そして現在。

怒涛の夏休みも終わって9月

屋上の会話を最後に先輩と僕は会わなくなった。

別に喧嘩したとかそういうことじゃなくて

ただ単に登校日が終わったからだ。

そして登校最終日から9月初めまでの間に

告白とか付き合うとか

なんだか青臭いこともあったりしたが

ここに記すのはやめておく。

そんなに聞いたって面白くないし、あっさりしたものだったから逆に聞いてもしかたないような気がするからだ。

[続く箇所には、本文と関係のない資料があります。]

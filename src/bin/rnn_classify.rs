//! Evaluation CLI: classifies the dataset and prints the two accuracy ratios.
//!
//! Usage: `rnn_classify [config.json]`. Without a configuration file the
//! default model and dataset paths and the default shape are used.

use std::env;
use std::process;

use log::{error, info};
use tiled_rnn_inference::errors::EvaluationResult;
use tiled_rnn_inference::{Dataset, EvaluationReport, ModelParameters, RunConfig, run_evaluation};

fn main() {
    env_logger::init();

    match run() {
        Ok(report) => {
            println!("Correctness:");
            println!("  Baseline: {:.6}", report.baseline.ratio());
            println!("  Model:    {:.6}", report.model.ratio());
        }
        Err(e) => {
            error!("Evaluation failed: {}", e);
            process::exit(1);
        }
    }
}

fn run() -> EvaluationResult<EvaluationReport> {
    let args: Vec<String> = env::args().collect();

    let config = match args.len() {
        1 => RunConfig::default(),
        2 => RunConfig::from_file(&args[1])?,
        _ => {
            print_usage();
            process::exit(2);
        }
    };
    config.shape.validate()?;

    let params = ModelParameters::load(&config.model_files(), config.shape)?;
    let dataset = Dataset::load(&config.dataset, &config.shape)?;

    let report = run_evaluation(&params, &dataset, config.threads)?;
    info!("Baseline accuracy: {}", report.baseline);
    info!("Model accuracy:    {}", report.model);

    Ok(report)
}

fn print_usage() {
    println!("Usage:");
    println!("  rnn_classify                  # Default model and dataset paths");
    println!("  rnn_classify <config.json>    # Paths, shape and threads from a JSON file");
}
//! Throughput of the tiled classifier: plain accumulation reference, tiled
//! kernels on one thread, and tiled kernels spread over all cores.

use std::time::Instant;

use tiled_rnn_inference::activation::argmax;
use tiled_rnn_inference::{
    DenseParameters, ModelParameters, ModelShape, PredictConfig, RecurrentParameters,
    SequenceClassifier,
};

const NUM_SAMPLES: usize = 1024;

fn create_benchmark_model(shape: ModelShape) -> ModelParameters {
    let embedding: Vec<f32> = (0..shape.embedding_len())
        .map(|i| (i as f32 * 0.001).sin() * 0.5)
        .collect();
    let recurrent = RecurrentParameters {
        kernel: (0..shape.rnn_kernel_len())
            .map(|i| (i as f32 * 0.002).cos() * 0.1)
            .collect(),
        recurrent_kernel: (0..shape.rnn_recurrent_kernel_len())
            .map(|i| (i as f32 * 0.003).sin() * 0.1)
            .collect(),
        bias: (0..shape.rnn_state_size)
            .map(|i| (i as f32 * 0.01).sin() * 0.01)
            .collect(),
    };
    let dense = DenseParameters {
        kernel: (0..shape.fc_kernel_len())
            .map(|i| (i as f32 * 0.005).cos() * 0.2)
            .collect(),
        bias: (0..shape.fc_output_size)
            .map(|i| (i as f32 * 0.01).cos() * 0.01)
            .collect(),
    };

    ModelParameters::new(shape, embedding, recurrent, dense).expect("Model creation should succeed")
}

fn generate_sequences(shape: &ModelShape) -> Vec<u32> {
    (0..shape.sequences_len())
        .map(|i| ((i * 7919) % shape.word_num) as u32)
        .collect()
}

/// Row-by-row forward pass with running-sum dot products, no tiling.
fn accumulate_predict(params: &ModelParameters, sequences: &[u32]) -> Vec<u32> {
    let shape = params.shape();
    let recurrent = params.recurrent();
    let dense = params.dense();
    let state_size = shape.rnn_state_size;
    let evaluated = shape.evaluated_samples();

    let mut labels = Vec::with_capacity(evaluated);
    let mut state = vec![0.0f32; state_size];
    let mut next = vec![0.0f32; state_size];

    for sample in 0..evaluated {
        state.fill(0.0);
        for position in 0..shape.sample_len {
            let token = sequences[sample * shape.sample_len + position];
            let input = params
                .embedding_row(token)
                .expect("Benchmark tokens are in the vocabulary");
            for (k, out) in next.iter_mut().enumerate() {
                let mut sum = recurrent.bias[k];
                for (i, &x) in input.iter().enumerate() {
                    sum += x * recurrent.kernel[i * state_size + k];
                }
                for (i, &s) in state.iter().enumerate() {
                    sum += s * recurrent.recurrent_kernel[i * state_size + k];
                }
                *out = sum.tanh();
            }
            std::mem::swap(&mut state, &mut next);
        }

        let logits: Vec<f32> = (0..shape.fc_output_size)
            .map(|j| {
                let mut sum = dense.bias[j];
                for (i, &s) in state.iter().enumerate() {
                    sum += s * dense.kernel[i * shape.fc_output_size + j];
                }
                sum
            })
            .collect();
        labels.push(argmax(&logits) as u32);
    }

    labels
}

fn main() {
    env_logger::init();

    let shape = ModelShape {
        sample_num: NUM_SAMPLES,
        ..ModelShape::default()
    };
    let params = create_benchmark_model(shape);
    let classifier = SequenceClassifier::new(&params).expect("Classifier creation should succeed");
    let sequences = generate_sequences(&shape);

    println!(
        "Model: {} words x {} -> RNN {} -> dense {}",
        shape.word_num, shape.word_size, shape.rnn_state_size, shape.fc_output_size
    );
    println!(
        "Samples: {} x {} tokens, batch {} in tiles of {}",
        shape.sample_num, shape.sample_len, shape.rnn_batch_size, shape.tile_batch
    );
    println!();

    // Warmup
    let _ = classifier.classify_batch(&sequences[..shape.batch_tokens_len()]);

    println!("Running accumulation reference...");
    let start = Instant::now();
    let reference = accumulate_predict(&params, &sequences);
    let reference_duration = start.elapsed();
    println!(
        "Reference:  {:.3?} ({:.1} samples/sec)",
        reference_duration,
        reference.len() as f64 / reference_duration.as_secs_f64()
    );

    println!("\nRunning tiled inference (one thread)...");
    let start = Instant::now();
    let sequential = classifier.predict(&sequences).unwrap();
    let sequential_duration = start.elapsed();
    println!(
        "Sequential: {:.3?} ({:.1} samples/sec)",
        sequential_duration,
        sequential.len() as f64 / sequential_duration.as_secs_f64()
    );

    println!("\nRunning tiled inference (default threads)...");
    let config = PredictConfig::new();
    let threads = config.get_threads();
    let start = Instant::now();
    let parallel = classifier.predict_parallel(&sequences, config).unwrap();
    let parallel_duration = start.elapsed();
    println!(
        "Parallel:   {:.3?} ({:.1} samples/sec, {} threads)",
        parallel_duration,
        parallel.num_samples() as f64 / parallel_duration.as_secs_f64(),
        threads
    );

    let reference_disagreements = reference
        .iter()
        .zip(sequential.iter())
        .filter(|(a, b)| a != b)
        .count();
    println!(
        "\nLabels differing between reference and tiled: {}",
        reference_disagreements
    );
    println!(
        "Sequential and parallel labels identical: {}",
        sequential.as_slice() == parallel.as_slice()
    );

    let speedup = sequential_duration.as_secs_f64() / parallel_duration.as_secs_f64();
    println!("\nSpeedup: {:.3}x", speedup);
}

廿九日燕彦。天宮高校2年。17歳。根暗で卑屈で最悪なやつ。

晴披露織。天宮高校3年。18歳。美人でかわいらしく学年トップをとり続ける女。


人間と神様。

僕がみた夏はその程度のものだった。

9月中旬だというのに

今日も太陽はさんさんと降り注いでいる。

まるで嫌がらせみたいだ。

子供の頃に描いた想像通り

神様はきらきらしていて優しい存在だった。

「燕彦君!久しぶり!」

ぱたぱたと僕に向かって走ってくる女の子がいた。

はるまき つゆり

世界で一番大切な女の子。

世界一卑屈な人間に大切に慣れてる女の子。

そんな言い方したら彼女はまた怒るんだろうなぁ。なんて思いながら

惚気話はこのあたりでやめておく。

「露織先輩、久しぶりです。」


少年が見た夏


『神様中心論』これにて閉幕。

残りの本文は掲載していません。